Em seu depoimento à CPI da Petrobras, Cunha negou possuir contas no exterior. Pelas regras da Casa, mentir ou omitir dados sobre declaração de renda é considerado quebra de decoro parlamentar.

Contas nos EUA

Em outubro, o Supremo autorizou a abertura de novo inquérito contra o presidente da Câmara para investigar as contas secretas no exterior atribuídas ao peemedebista. Nesse caso, também é apurado o pagamento da propina de US$ 5 milhões para o deputado fluminense.

No pedido de investigação, Janot também apontou que Cunha, além das contas na Suíça, possui contas em banco nos Estados Unidos desde os anos 1990, com patrimônio não declarado à Receita Federal de R$ 60,8 milhões. A PGR diz ter indícios suficientes de que o dinheiro nas contas do peemedebista é “produto de crime”.

A investigação encaminhada ao STF é composta por registros de movimentações do banco Julius Baer. De acordo com a instituição financeira, Cunha tem bens avaliados em US$ 16 milhões, o que equivale a mais de R$ 60 milhões no câmbio atual.
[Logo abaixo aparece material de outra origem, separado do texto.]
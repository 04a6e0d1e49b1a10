pub mod config;
pub mod error;
pub mod sync;
pub mod types;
Na declaração prestada ao Tribunal Superior Eleitoral, à época da campanha eleitoral do ano passado, o deputado declarou possuir patrimônio de R$ 1,6 milhão.

Propina de R$ 45 milhões

Em busca e apreensão realizada pela Operação Lava Jato dias após a prisão do senador Delcídio do Amaral (PT-MS), os investigadores encontraram na casa de Diogo Ferreira, chefe de gabinete do então líder do governo no Senado, uma anotação com informações sobre o pagamento de R$ 45 milhões a Cunha e ao PMDB em troca de benefício incluído na MP 608/13. “Em troca de uma emenda à Medida Provisória número 608, o BTG Pactual, proprietário da massa falida do banco Bamerindus, o qual estava interessado em utilizar os créditos fiscais de tal massa, pagou ao deputado federal Eduardo Cunha a quantia de R$ 45 milhões”, diz o texto.

A MP 608 permitiu ao Banco Central determinar a extinção de dívidas de bancos ou sua conversão em ações para preservar o “regular funcionamento do sistema financeiro”, de acordo com os critérios estabelecidos pelo Conselho Monetário Nacional (CMN).